EXERCISE GOAL
Output, word for word, every line from the line with "#[derive(Debug, Clone, Copy, PartialEq, Eq)]" through the final line of the data below.

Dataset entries
------------------------------------------------

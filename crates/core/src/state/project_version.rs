use super::State;
use crate::config::{ConfigValue, UserProperties};
use crate::error::Result;
use crate::manip::ManipulatorKind;

pub const ENFORCE_PROJECT_VERSION: &str = "enforceProjectVersion";

pub(crate) const CONFIG_VALUES: &[ConfigValue] = &[ConfigValue::new(
    ENFORCE_PROJECT_VERSION,
    "misc.html#projectversion-expression-replacement",
)];

/// Replacement of `${project.version}` in dependency versions. On unless
/// explicitly disabled.
#[derive(Debug, Clone, Copy, PartialEq, Eq)]
pub struct ProjectVersionEnforcingState {
    pub enabled: bool,
}

impl ProjectVersionEnforcingState {
    pub fn new(props: &UserProperties) -> Result<Self> {
        Ok(Self {
            enabled: props.get_bool(
                ENFORCE_PROJECT_VERSION,
                ManipulatorKind::ProjectVersionEnforcing.default_on(),
            ),
        })
    }
}

impl State for ProjectVersionEnforcingState {
    fn is_enabled(&self) -> bool {
        self.enabled
    }
}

------------------------------------------------

RESPONSE TO THE EXERCISE
#[derive(Debug, Clone, Copy, PartialEq, Eq)]
pub struct ProjectVersionEnforcingState {
    pub enabled: bool,
}

impl ProjectVersionEnforcingState {
    pub fn new(props: &UserProperties) -> Result<Self> {
        Ok(Self {
            enabled: props.get_bool(
                ENFORCE_PROJECT_VERSION,
                ManipulatorKind::ProjectVersionEnforcing.default_on(),
            ),
        })
    }
}

impl State for ProjectVersionEnforcingState {
    fn is_enabled(&self) -> bool {
        self.enabled
    }
}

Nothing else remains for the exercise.